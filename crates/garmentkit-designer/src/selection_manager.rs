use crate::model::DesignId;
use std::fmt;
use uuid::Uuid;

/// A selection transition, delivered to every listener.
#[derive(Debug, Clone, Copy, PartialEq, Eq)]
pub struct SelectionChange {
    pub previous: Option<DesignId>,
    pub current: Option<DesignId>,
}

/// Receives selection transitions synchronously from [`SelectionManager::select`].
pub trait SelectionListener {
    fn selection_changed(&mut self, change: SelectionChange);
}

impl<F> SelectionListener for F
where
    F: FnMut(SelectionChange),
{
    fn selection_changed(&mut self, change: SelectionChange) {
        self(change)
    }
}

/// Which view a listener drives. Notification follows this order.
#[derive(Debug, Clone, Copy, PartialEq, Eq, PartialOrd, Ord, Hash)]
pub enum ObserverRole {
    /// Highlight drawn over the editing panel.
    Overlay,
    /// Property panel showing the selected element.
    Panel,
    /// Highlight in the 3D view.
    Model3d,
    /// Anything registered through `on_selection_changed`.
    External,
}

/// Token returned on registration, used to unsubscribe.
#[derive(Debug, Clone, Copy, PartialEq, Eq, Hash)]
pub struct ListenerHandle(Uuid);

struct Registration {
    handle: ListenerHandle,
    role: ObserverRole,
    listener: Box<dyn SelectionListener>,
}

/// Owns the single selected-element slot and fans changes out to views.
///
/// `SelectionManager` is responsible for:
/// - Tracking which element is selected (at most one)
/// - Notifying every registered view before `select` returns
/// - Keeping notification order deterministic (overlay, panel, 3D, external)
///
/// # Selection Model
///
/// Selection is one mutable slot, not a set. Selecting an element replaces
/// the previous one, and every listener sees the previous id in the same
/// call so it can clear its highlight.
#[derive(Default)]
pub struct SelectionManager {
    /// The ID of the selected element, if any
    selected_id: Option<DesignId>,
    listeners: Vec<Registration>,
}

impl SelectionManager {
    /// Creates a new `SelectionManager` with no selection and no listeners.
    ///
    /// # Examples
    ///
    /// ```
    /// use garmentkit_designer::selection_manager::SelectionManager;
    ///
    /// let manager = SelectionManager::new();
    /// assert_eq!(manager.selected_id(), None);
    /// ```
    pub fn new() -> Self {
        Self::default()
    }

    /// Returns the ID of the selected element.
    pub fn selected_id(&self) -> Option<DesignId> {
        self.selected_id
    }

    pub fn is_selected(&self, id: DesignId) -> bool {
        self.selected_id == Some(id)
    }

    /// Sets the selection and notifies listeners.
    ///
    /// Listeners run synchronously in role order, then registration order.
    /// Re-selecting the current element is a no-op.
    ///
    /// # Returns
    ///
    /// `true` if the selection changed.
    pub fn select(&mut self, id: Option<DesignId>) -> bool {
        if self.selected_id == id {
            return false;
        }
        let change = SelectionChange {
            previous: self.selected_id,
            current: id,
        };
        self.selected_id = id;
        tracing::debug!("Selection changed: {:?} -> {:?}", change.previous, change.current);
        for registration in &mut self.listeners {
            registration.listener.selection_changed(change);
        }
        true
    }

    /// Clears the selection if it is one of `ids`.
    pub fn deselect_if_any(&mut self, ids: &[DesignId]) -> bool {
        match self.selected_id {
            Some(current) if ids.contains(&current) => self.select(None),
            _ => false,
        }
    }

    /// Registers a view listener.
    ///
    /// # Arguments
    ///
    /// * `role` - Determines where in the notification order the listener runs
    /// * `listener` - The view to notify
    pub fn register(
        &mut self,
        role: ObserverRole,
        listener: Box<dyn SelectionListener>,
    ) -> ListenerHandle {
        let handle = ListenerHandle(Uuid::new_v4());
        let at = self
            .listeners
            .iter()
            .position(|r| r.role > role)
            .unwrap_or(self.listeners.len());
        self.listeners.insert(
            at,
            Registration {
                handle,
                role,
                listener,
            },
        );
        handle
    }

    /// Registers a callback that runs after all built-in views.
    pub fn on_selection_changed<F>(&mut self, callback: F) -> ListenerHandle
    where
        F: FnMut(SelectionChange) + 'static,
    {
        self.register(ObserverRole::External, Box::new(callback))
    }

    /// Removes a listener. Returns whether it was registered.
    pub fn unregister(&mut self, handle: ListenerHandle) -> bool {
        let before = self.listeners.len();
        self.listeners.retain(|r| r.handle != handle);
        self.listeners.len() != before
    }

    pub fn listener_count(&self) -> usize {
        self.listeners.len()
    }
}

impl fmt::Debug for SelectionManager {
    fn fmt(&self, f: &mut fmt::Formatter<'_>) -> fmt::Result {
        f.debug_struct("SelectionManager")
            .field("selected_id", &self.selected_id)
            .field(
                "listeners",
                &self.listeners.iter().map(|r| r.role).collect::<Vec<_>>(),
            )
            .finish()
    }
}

## WHAT IS BEING ASKED
Would you be able to transcribe every line of the data exactly?

## RESPONSE FOR THIS EXERCISE
filename crates/garmentkit-designer/src/selection_manager.rs
use crate::model::DesignId;
use std::fmt;
use uuid::Uuid;

/// A selection transition, delivered to every listener.
#[derive(Debug, Clone, Copy, PartialEq, Eq)]
pub struct SelectionChange {
    pub previous: Option<DesignId>,
    pub current: Option<DesignId>,
}

/// Receives selection transitions synchronously from [`SelectionManager::select`].
pub trait SelectionListener {
    fn selection_changed(&mut self, change: SelectionChange);
}

impl<F> SelectionListener for F
where
    F: FnMut(SelectionChange),
{
    fn selection_changed(&mut self, change: SelectionChange) {
        self(change)
    }
}

/// Which view a listener drives. Notification follows this order.
#[derive(Debug, Clone, Copy, PartialEq, Eq, PartialOrd, Ord, Hash)]
pub enum ObserverRole {
    /// Highlight drawn over the editing panel.
    Overlay,
    /// Property panel showing the selected element.
    Panel,
    /// Highlight in the 3D view.
    Model3d,
    /// Anything registered through `on_selection_changed`.
    External,
}

/// Token returned on registration, used to unsubscribe.
#[derive(Debug, Clone, Copy, PartialEq, Eq, Hash)]
pub struct ListenerHandle(Uuid);

struct Registration {
    handle: ListenerHandle,
    role: ObserverRole,
    listener: Box<dyn SelectionListener>,
}

/// Owns the single selected-element slot and fans changes out to views.
///
/// `SelectionManager` is responsible for:
/// - Tracking which element is selected (at most one)
/// - Notifying every registered view before `select` returns
/// - Keeping notification order deterministic (overlay, panel, 3D, external)
///
/// # Selection Model
///
/// Selection is one mutable slot, not a set. Selecting an element replaces
/// the previous one, and every listener sees the previous id in the same
/// call so it can clear its highlight.
#[derive(Default)]
pub struct SelectionManager {
    /// The ID of the selected element, if any
    selected_id: Option<DesignId>,
    listeners: Vec<Registration>,
}

impl SelectionManager {
    /// Creates a new `SelectionManager` with no selection and no listeners.
    ///
    /// # Examples
    ///
    /// ```
    /// use garmentkit_designer::selection_manager::SelectionManager;
    ///
    /// let manager = SelectionManager::new();
    /// assert_eq!(manager.selected_id(), None);
    /// ```
    pub fn new() -> Self {
        Self::default()
    }

    /// Returns the ID of the selected element.
    pub fn selected_id(&self) -> Option<DesignId> {
        self.selected_id
    }

    pub fn is_selected(&self, id: DesignId) -> bool {
        self.selected_id == Some(id)
    }

    /// Sets the selection and notifies listeners.
    ///
    /// Listeners run synchronously in role order, then registration order.
    /// Re-selecting the current element is a no-op.
    ///
    /// # Returns
    ///
    /// `true` if the selection changed.
    pub fn select(&mut self, id: Option<DesignId>) -> bool {
        if self.selected_id == id {
            return false;
        }
        let change = SelectionChange {
            previous: self.selected_id,
            current: id,
        };
        self.selected_id = id;
        tracing::debug!("Selection changed: {:?} -> {:?}", change.previous, change.current);
        for registration in &mut self.listeners {
            registration.listener.selection_changed(change);
        }
        true
    }

    /// Clears the selection if it is one of `ids`.
    pub fn deselect_if_any(&mut self, ids: &[DesignId]) -> bool {
        match self.selected_id {
            Some(current) if ids.contains(&current) => self.select(None),
            _ => false,
        }
    }

    /// Registers a view listener.
    ///
    /// # Arguments
    ///
    /// * `role` - Determines where in the notification order the listener runs
    /// * `listener` - The view to notify
    pub fn register(
        &mut self,
        role: ObserverRole,
        listener: Box<dyn SelectionListener>,
    ) -> ListenerHandle {
        let handle = ListenerHandle(Uuid::new_v4());
        let at = self
            .listeners
            .iter()
            .position(|r| r.role > role)
            .unwrap_or(self.listeners.len());
        self.listeners.insert(
            at,
            Registration {
                handle,
                role,
                listener,
            },
        );
        handle
    }

    /// Registers a callback that runs after all built-in views.
    pub fn on_selection_changed<F>(&mut self, callback: F) -> ListenerHandle
    where
        F: FnMut(SelectionChange) + 'static,
    {
        self.register(ObserverRole::External, Box::new(callback))
    }

    /// Removes a listener. Returns whether it was registered.
    pub fn unregister(&mut self, handle: ListenerHandle) -> bool {
        let before = self.listeners.len();
        self.listeners.retain(|r| r.handle != handle);
        self.listeners.len() != before
    }

    pub fn listener_count(&self) -> usize {
        self.listeners.len()
    }
}

impl fmt::Debug for SelectionManager {
    fn fmt(&self, f: &mut fmt::Formatter<'_>) -> fmt::Result {
        f.debug_struct("SelectionManager")
            .field("selected_id", &self.selected_id)
            .field(
                "listeners",
                &self.listeners.iter().map(|r| r.role).collect::<Vec<_>>(),
            )
            .finish()
    }
}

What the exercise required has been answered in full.